## Instructions to follow
Search the data for the string "join", and report each line where it is found.

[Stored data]
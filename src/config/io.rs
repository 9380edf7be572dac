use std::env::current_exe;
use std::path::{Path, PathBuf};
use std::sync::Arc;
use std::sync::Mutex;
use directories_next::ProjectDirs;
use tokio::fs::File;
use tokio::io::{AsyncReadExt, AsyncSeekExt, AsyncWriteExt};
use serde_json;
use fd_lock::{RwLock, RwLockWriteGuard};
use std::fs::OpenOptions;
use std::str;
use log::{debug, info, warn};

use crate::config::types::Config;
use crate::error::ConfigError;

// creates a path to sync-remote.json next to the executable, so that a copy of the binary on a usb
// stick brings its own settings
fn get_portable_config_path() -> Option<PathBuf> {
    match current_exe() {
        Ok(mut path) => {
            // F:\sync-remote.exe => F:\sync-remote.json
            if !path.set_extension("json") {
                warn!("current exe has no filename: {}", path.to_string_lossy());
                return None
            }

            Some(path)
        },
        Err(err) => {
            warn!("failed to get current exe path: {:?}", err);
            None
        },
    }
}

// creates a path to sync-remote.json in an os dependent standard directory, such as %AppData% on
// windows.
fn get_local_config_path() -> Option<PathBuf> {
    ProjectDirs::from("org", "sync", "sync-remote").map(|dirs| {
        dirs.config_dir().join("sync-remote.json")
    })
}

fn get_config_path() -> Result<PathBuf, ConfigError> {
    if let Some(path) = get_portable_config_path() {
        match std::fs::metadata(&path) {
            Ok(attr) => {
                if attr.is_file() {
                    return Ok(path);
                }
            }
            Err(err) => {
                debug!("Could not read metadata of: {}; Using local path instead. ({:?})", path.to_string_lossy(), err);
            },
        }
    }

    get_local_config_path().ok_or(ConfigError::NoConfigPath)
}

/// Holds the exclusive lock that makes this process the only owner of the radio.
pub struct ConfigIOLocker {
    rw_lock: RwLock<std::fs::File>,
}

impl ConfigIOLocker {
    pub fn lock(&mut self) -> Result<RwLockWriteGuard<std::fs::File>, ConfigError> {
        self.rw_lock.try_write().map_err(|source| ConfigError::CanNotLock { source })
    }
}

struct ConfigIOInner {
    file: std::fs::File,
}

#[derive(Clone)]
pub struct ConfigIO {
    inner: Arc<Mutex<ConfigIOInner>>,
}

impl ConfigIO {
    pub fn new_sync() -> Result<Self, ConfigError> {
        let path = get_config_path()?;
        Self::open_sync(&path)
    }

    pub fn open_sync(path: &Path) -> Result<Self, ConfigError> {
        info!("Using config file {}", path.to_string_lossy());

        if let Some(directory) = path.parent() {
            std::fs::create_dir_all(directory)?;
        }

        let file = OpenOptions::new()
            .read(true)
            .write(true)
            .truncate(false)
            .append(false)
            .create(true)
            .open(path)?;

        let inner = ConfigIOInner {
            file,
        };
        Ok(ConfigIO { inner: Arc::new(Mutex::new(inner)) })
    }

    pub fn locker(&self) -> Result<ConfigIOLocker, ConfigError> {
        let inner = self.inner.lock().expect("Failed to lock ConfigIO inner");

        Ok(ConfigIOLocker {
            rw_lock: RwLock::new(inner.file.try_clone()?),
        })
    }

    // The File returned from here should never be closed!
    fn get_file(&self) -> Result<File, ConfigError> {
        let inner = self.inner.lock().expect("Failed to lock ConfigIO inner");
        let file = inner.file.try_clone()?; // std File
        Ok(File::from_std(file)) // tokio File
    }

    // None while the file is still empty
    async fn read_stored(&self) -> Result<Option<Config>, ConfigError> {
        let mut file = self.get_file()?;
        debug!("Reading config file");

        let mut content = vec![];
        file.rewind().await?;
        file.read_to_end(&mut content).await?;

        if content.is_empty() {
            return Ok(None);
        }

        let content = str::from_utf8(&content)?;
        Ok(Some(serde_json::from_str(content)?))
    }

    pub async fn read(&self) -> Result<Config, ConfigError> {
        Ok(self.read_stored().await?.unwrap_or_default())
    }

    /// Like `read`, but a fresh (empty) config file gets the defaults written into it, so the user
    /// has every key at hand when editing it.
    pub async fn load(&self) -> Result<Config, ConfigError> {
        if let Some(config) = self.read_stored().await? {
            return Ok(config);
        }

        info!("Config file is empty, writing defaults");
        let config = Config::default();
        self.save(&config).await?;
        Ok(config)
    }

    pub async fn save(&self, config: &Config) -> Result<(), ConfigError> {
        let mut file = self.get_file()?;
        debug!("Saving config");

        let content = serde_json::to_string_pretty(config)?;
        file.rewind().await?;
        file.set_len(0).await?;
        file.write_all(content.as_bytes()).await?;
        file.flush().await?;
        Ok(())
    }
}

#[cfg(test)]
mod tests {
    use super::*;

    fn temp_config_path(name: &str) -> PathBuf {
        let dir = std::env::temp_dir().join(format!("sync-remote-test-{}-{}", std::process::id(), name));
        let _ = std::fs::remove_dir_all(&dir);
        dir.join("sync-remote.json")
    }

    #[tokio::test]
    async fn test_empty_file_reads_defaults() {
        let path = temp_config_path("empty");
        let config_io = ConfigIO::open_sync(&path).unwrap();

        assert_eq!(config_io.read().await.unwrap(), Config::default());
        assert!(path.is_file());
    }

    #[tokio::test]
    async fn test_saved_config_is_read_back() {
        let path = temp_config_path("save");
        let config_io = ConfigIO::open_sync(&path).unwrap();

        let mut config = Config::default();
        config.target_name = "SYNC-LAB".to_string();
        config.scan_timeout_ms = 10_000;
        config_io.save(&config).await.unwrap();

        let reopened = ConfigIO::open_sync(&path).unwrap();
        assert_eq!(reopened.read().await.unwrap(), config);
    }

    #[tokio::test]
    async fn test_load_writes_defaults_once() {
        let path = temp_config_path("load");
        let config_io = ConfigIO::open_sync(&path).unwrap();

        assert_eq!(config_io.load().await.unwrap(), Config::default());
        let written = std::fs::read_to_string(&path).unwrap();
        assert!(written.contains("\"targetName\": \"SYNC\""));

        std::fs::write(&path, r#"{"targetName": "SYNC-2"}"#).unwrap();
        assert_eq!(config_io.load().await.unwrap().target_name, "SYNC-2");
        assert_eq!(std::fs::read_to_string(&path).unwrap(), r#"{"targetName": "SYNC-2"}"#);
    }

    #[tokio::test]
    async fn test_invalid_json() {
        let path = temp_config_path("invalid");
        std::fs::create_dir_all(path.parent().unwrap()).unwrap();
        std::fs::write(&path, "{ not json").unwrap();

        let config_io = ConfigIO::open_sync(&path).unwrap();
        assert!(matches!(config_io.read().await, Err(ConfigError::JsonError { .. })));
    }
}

## Response box
        dirs.config_dir().join("sync-remote.json")
        let dir = std::env::temp_dir().join(format!("sync-remote-test-{}-{}", std::process::id(), name));
        dir.join("sync-remote.json")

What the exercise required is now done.